A half dozen, critically endangered vaquitas were sighted in the Gulf of California in September renewing calls for the Mexican government to do more. The vaquita sighting was both good and bad news for the fate of the beleaguered porpoises.
One of the vaquitas sighted was identified as Ana, a mother that was with her second calf in two years. Unusual because vaquitas normally have only one calf every two years. (photo – El Pais)
“This means the rate of recovery could be double” what was previously thought, said Lorenzo Rojas-Bracho, the leader of an international team working to save the vaquitas, adding “If we stop killing them, they will recover.”
Fewer Vaquitas in a Much Smaller Area
The porpoises’ numbers and presence have been monitored acoustically using instruments listening for their distinctive “click’s. This monitoring revealed that the remaining vaquitas no longer inhabit about 86% of what was considered their historic range in the Gulf of California.
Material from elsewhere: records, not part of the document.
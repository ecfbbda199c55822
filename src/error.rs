//! Error types for the adapter

use thiserror::Error;

/// Result type for adapter operations
pub type Result<T> = std::result::Result<T, Error>;

/// Errors surfaced by configuration resolution and the stream reader
#[derive(Debug, Error)]
pub enum Error {
    /// Missing mandatory property, unresolvable serializer, missing scope
    #[error("Configuration error: {0}")]
    ConfigurationError(String),

    /// Backing-store connection, scope or reader group setup failed,
    /// or a registered serializer factory could not build its instance
    #[error("Initialization error: {0}")]
    InitializationError(String),

    /// A strict read found nothing available
    #[error("No event available")]
    NoEventError,

    /// Polling the backing store failed
    #[error("Read error: {0}")]
    ReadError(String),

    /// Encoding or decoding an event failed
    #[error("Serialization error: {0}")]
    SerializationError(String),

    /// The reader was used after it was closed
    #[error("Reader is closed")]
    ReaderClosed,
}

impl From<serde_json::Error> for Error {
    fn from(err: serde_json::Error) -> Self {
        Error::SerializationError(format!("JSON error: {}", err))
    }
}

impl From<std::io::Error> for Error {
    fn from(err: std::io::Error) -> Self {
        Error::ConfigurationError(format!("I/O error: {}", err))
    }
}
“Nowadays we hear very, very few vaquitas,” said Armando Jaramillo who oversees the monitoring program. The recent “clicks” have been detected at only four of the 46 monitors once used. It also indicates that only about 15 vaquitas remain, down from 30 individuals seen in the previous year.
The fewer numbers are heartbreaking but may perversely offer some hope. With fewer numbers found in a much smaller, roughly 12 by 25mile area, the porpoises might be easier to protect.
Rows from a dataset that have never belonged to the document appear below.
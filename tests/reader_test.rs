mod common;

use std::sync::Arc;
use std::time::Duration;

use common::{ScriptedStore, CONTROLLER_URI, SCOPE};
use futures::StreamExt;
use pravega_kafka_adapter::reader::{ReaderStatus, StreamReader, StreamReaderConfig};
use pravega_kafka_adapter::serialization::EventValue;
use pravega_kafka_adapter::store::{EventRead, ScopedStream};
use pravega_kafka_adapter::Error;

fn reader_config() -> StreamReaderConfig {
    StreamReaderConfig::new(SCOPE, CONTROLLER_URI, "test-group", "reader-1").with_stream("events")
}

fn reader_on(store: &ScriptedStore, config: StreamReaderConfig) -> StreamReader {
    StreamReader::new(Arc::new(store.clone()), config, common::string_serializer()).unwrap()
}

#[test]
fn test_construction_does_not_touch_the_store() {
    let store = ScriptedStore::new();
    let reader = reader_on(&store, reader_config());

    assert_eq!(reader.status(), ReaderStatus::Uninitialized);
    assert!(store.calls().is_empty());
}

#[test]
fn test_construction_validates_settings() {
    let store: Arc<ScriptedStore> = Arc::new(ScriptedStore::new());
    let no_streams = StreamReaderConfig::new(SCOPE, CONTROLLER_URI, "g", "r");
    let err = StreamReader::new(store.clone(), no_streams, common::string_serializer()).unwrap_err();
    assert!(matches!(err, Error::ConfigurationError(_)));

    let no_group = StreamReaderConfig::new(SCOPE, CONTROLLER_URI, "", "r").with_stream("s");
    assert!(StreamReader::new(store, no_group, common::string_serializer()).is_err());
}

#[tokio::test]
async fn test_initialize_is_idempotent() {
    let store = ScriptedStore::new();
    let mut reader = reader_on(&store, reader_config());

    reader.initialize().await.unwrap();
    reader.initialize().await.unwrap();

    assert_eq!(reader.status(), ReaderStatus::Initialized);
    assert_eq!(
        store.calls(),
        vec!["open_manager", "create_reader_group", "create_reader"]
    );
}

#[tokio::test]
async fn test_reads_initialize_lazily_exactly_once() {
    let store = ScriptedStore::new().with_events(&["a"]);
    let mut reader = reader_on(&store, reader_config());

    assert!(!reader.is_initialized());
    reader.read_next_event().await.unwrap();
    reader.try_read_next().await.unwrap();
    let _ = reader.read_next().await;
    reader.read_all_available().await.unwrap();

    assert!(reader.is_initialized());
    assert_eq!(store.count("open_manager"), 1);
    assert_eq!(store.count("create_reader_group"), 1);
    assert_eq!(store.count("create_reader"), 1);
}

#[tokio::test]
async fn test_reader_group_disables_automatic_checkpoints() {
    let store = ScriptedStore::new();
    let config = reader_config().with_stream("audit");
    let mut reader = reader_on(&store, config);
    reader.initialize().await.unwrap();

    let group_configs = store.group_configs();
    assert_eq!(group_configs.len(), 1);
    assert!(!group_configs[0].automatic_checkpoints);
    assert_eq!(
        group_configs[0].streams,
        vec![ScopedStream::new(SCOPE, "events"), ScopedStream::new(SCOPE, "audit")]
    );
}

#[tokio::test]
async fn test_read_all_available_returns_events_in_order() {
    let store = ScriptedStore::new().with_events(&["e1", "e2", "e3"]);
    let mut reader = reader_on(&store, reader_config());

    let events = reader.read_all_available().await.unwrap();

    assert_eq!(
        events,
        vec![EventValue::from("e1"), EventValue::from("e2"), EventValue::from("e3")]
    );
    // three events plus the empty poll that ends the drain
    assert_eq!(store.count("read"), 4);
    assert!(store
        .poll_timeouts()
        .iter()
        .all(|t| *t == Duration::from_millis(1000)));
}

#[tokio::test]
async fn test_read_all_available_on_empty_stream() {
    let store = ScriptedStore::new();
    let mut reader = reader_on(&store, reader_config());

    assert!(reader.read_all_available().await.unwrap().is_empty());
    assert_eq!(store.count("read"), 1);
}

#[tokio::test]
async fn test_drain_stops_at_checkpoint_by_default() {
    let store = ScriptedStore::new()
        .with_events(&["e1"])
        .with_read(EventRead::Checkpoint("cp".to_string()))
        .with_events(&["e2"]);
    let mut reader = reader_on(&store, reader_config());

    assert_eq!(reader.read_all_available().await.unwrap(), vec![EventValue::from("e1")]);
    assert_eq!(reader.read_all_available().await.unwrap(), vec![EventValue::from("e2")]);
}

#[tokio::test]
async fn test_drain_tolerates_configured_empty_polls() {
    let store = ScriptedStore::new()
        .with_events(&["e1"])
        .with_read(EventRead::Empty)
        .with_events(&["e2"]);
    let mut reader = reader_on(&store, reader_config().with_empty_polls_before_stop(2));

    let events = reader.read_all_available().await.unwrap();

    assert_eq!(events, vec![EventValue::from("e1"), EventValue::from("e2")]);
    // e1, empty, e2, empty, empty
    assert_eq!(store.count("read"), 5);
}

#[tokio::test]
async fn test_drain_keeps_events_read_before_a_failed_poll() {
    let store = ScriptedStore::new()
        .with_events(&["e1", "e2"])
        .with_read_failure("segment store unavailable")
        .with_events(&["e3"]);
    let mut reader = reader_on(&store, reader_config());

    let first = reader.read_all_available().await.unwrap();
    assert_eq!(first, vec![EventValue::from("e1"), EventValue::from("e2")]);

    let err = reader.read_all_available().await.unwrap_err();
    assert!(matches!(err, Error::ReadError(ref msg) if msg.contains("segment store unavailable")));

    // reported once, then reading resumes
    assert_eq!(reader.read_all_available().await.unwrap(), vec![EventValue::from("e3")]);
    assert_eq!(store.count("read"), 5);
}

#[tokio::test]
async fn test_drain_fails_when_first_poll_fails() {
    let store = ScriptedStore::new()
        .with_read_failure("boom")
        .with_events(&["e1"]);
    let mut reader = reader_on(&store, reader_config());

    assert!(matches!(reader.read_all_available().await, Err(Error::ReadError(_))));
    assert_eq!(reader.read_all_available().await.unwrap(), vec![EventValue::from("e1")]);
}

#[tokio::test]
async fn test_deferred_failure_reported_by_single_read() {
    let store = ScriptedStore::new()
        .with_events(&["e1"])
        .with_read_failure("boom")
        .with_events(&["e2"]);
    let mut reader = reader_on(&store, reader_config());

    assert_eq!(reader.read_all_available().await.unwrap(), vec![EventValue::from("e1")]);
    assert!(matches!(reader.try_read_next().await, Err(Error::ReadError(_))));
    assert_eq!(reader.try_read_next().await.unwrap(), Some(EventValue::from("e2")));
}

#[tokio::test]
async fn test_drain_with_past_deadline_does_not_poll() {
    let store = ScriptedStore::new().with_events(&["e1"]);
    let mut reader = reader_on(&store, reader_config());

    let events = reader
        .read_all_available_until(tokio::time::Instant::now())
        .await
        .unwrap();

    assert!(events.is_empty());
    assert!(reader.is_initialized());
    assert_eq!(store.count("read"), 0);
}

#[tokio::test]
async fn test_drain_polls_no_longer_than_deadline() {
    let store = ScriptedStore::new().with_events(&["e1"]);
    let mut reader = reader_on(&store, reader_config());

    let deadline = tokio::time::Instant::now() + Duration::from_millis(300);
    let events = reader.read_all_available_until(deadline).await.unwrap();

    assert_eq!(events, vec![EventValue::from("e1")]);
    assert!(store
        .poll_timeouts()
        .iter()
        .all(|t| *t <= Duration::from_millis(300)));
}

#[tokio::test]
async fn test_read_next_event_passes_outcome_through() {
    let store = ScriptedStore::new()
        .with_read(EventRead::Checkpoint("cp-1".to_string()))
        .with_events(&["e1"]);
    let mut reader = reader_on(&store, reader_config());

    assert_eq!(
        reader.read_next_event().await.unwrap(),
        EventRead::Checkpoint("cp-1".to_string())
    );
    assert_eq!(
        reader.read_next_event().await.unwrap(),
        EventRead::Event(EventValue::from("e1"))
    );
    assert_eq!(reader.read_next_event().await.unwrap(), EventRead::Empty);
    assert!(store
        .poll_timeouts()
        .iter()
        .all(|t| *t == Duration::from_millis(200)));
}

#[tokio::test]
async fn test_try_read_next_on_empty_stream() {
    let store = ScriptedStore::new();
    let mut reader = reader_on(&store, reader_config());

    assert_eq!(reader.try_read_next().await.unwrap(), None);
}

#[tokio::test]
async fn test_read_next_on_empty_stream_fails() {
    let store = ScriptedStore::new().with_events(&["only"]);
    let mut reader = reader_on(&store, reader_config());

    assert_eq!(reader.read_next().await.unwrap(), EventValue::from("only"));
    assert!(matches!(reader.read_next().await, Err(Error::NoEventError)));
}

#[tokio::test]
async fn test_close_releases_reader_then_manager() {
    let store = ScriptedStore::new();
    let mut reader = reader_on(&store, reader_config());
    reader.initialize().await.unwrap();

    reader.close();

    assert_eq!(reader.status(), ReaderStatus::Closed);
    let calls = store.calls();
    assert_eq!(calls[calls.len() - 2..].to_vec(), vec!["close_reader", "close_manager"]);
}

#[tokio::test]
async fn test_close_twice_is_harmless() {
    let store = ScriptedStore::new();
    let mut reader = reader_on(&store, reader_config());
    reader.initialize().await.unwrap();

    reader.close();
    reader.close();

    assert_eq!(store.count("close_reader"), 1);
    assert_eq!(store.count("close_manager"), 1);
}

#[tokio::test]
async fn test_failing_reader_release_still_releases_manager() {
    let store = ScriptedStore::new().failing_reader_close();
    let mut reader = reader_on(&store, reader_config());
    reader.initialize().await.unwrap();

    reader.close();
    reader.close();

    assert_eq!(store.count("close_reader"), 1);
    assert_eq!(store.count("close_manager"), 1);
    assert!(reader.is_closed());
}

#[tokio::test]
async fn test_failing_manager_release_is_swallowed() {
    let store = ScriptedStore::new().failing_reader_close().failing_manager_close();
    let mut reader = reader_on(&store, reader_config());
    reader.initialize().await.unwrap();

    reader.close();

    assert!(reader.is_closed());
}

#[test]
fn test_close_before_initialize() {
    let store = ScriptedStore::new();
    let mut reader = reader_on(&store, reader_config());

    reader.close();

    assert!(reader.is_closed());
    assert!(store.calls().is_empty());
}

#[tokio::test]
async fn test_reads_after_close_fail() {
    let store = ScriptedStore::new().with_events(&["e1"]);
    let mut reader = reader_on(&store, reader_config());
    reader.initialize().await.unwrap();
    reader.close();

    assert!(matches!(reader.try_read_next().await, Err(Error::ReaderClosed)));
    assert!(matches!(reader.read_all_available().await, Err(Error::ReaderClosed)));
    assert!(matches!(reader.initialize().await, Err(Error::ReaderClosed)));
    assert_eq!(store.count("open_manager"), 1);
}

#[tokio::test]
async fn test_drop_closes_reader() {
    let store = ScriptedStore::new();
    {
        let mut reader = reader_on(&store, reader_config());
        reader.initialize().await.unwrap();
    }

    assert_eq!(store.count("close_reader"), 1);
    assert_eq!(store.count("close_manager"), 1);
}

#[tokio::test]
async fn test_group_creation_failure() {
    let store = ScriptedStore::new().failing_group_creation();
    let mut reader = reader_on(&store, reader_config());

    let err = reader.read_next_event().await.unwrap_err();

    assert!(matches!(err, Error::InitializationError(_)));
    assert_eq!(reader.status(), ReaderStatus::Uninitialized);
    assert_eq!(store.count("create_reader"), 0);
    assert_eq!(store.count("close_manager"), 1);
}

#[tokio::test]
async fn test_reader_creation_failure_releases_manager() {
    let store = ScriptedStore::new().failing_reader_creation();
    let mut reader = reader_on(&store, reader_config());

    let err = reader.initialize().await.unwrap_err();

    assert!(matches!(err, Error::InitializationError(_)));
    assert!(!reader.is_initialized());
    assert_eq!(store.count("close_manager"), 1);
}

#[tokio::test]
async fn test_bad_endpoint_fails_initialization() {
    let store = ScriptedStore::new();
    let config = StreamReaderConfig::new(SCOPE, "http://nope:80", "g", "r").with_stream("s");
    let mut reader = reader_on(&store, config);

    let err = reader.initialize().await.unwrap_err();

    assert!(matches!(err, Error::InitializationError(_)));
    assert!(store.calls().is_empty());
}

#[tokio::test]
async fn test_events_stream() {
    let store = ScriptedStore::new()
        .with_events(&["a"])
        .with_read(EventRead::Empty)
        .with_events(&["b", "c"]);
    let mut reader = reader_on(&store, reader_config());

    let events: Vec<EventValue> = reader
        .events()
        .take(3)
        .map(|r| r.unwrap())
        .collect()
        .await;

    assert_eq!(
        events,
        vec![EventValue::from("a"), EventValue::from("b"), EventValue::from("c")]
    );
}

#[tokio::test]
async fn test_events_stream_ends_after_close_error() {
    let store = ScriptedStore::new();
    let mut reader = reader_on(&store, reader_config());
    reader.close();

    let results: Vec<_> = reader.events().collect().await;

    assert_eq!(results.len(), 1);
    assert!(matches!(results[0], Err(Error::ReaderClosed)));
}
The vaquita population has been decimated as bycatch in illegal gil nets used to catch fish called totoaba. The bladders of the also endangered totoaba are sold, at great profit, on the international black market. Once dried, the bladders are used as an ingredient in traditional Chinese medicine. (photo – Latin American Post)
“Now we have a zone that is relatively smaller and easier to protect,” Jaramillo said. The news of the vaquita sighting resulted in a rush of new proposals on how to save them.. One suggestion is to permanently station a navy ship in this last refuge of the vaquita.
Another idea floated by Diego Ruiz of the Museo de la Ballena, proposes placing a floating barrier around the refuge that would prohibit fishing boats from entering.
Vaquita Versus Fishermen
Unfortunately, these actions require additional funding and support from the Mexican government. The incoming, administration of populist, president Andres Maunuel Lopez has promised to increase employment opportunities in rural areas. This promise might run counter to the previous government’s efforts to ban local fishermen from using gil nets.
“If we don’t stop illegal fishing, they could become extinct in a year, or the year after,” Jaramillo said.
Possibly with a much reduced vaquita “refuge.” Allowing increased fishing and also protecting the world’s most endangered marine mammal may not necessarily be incompatible.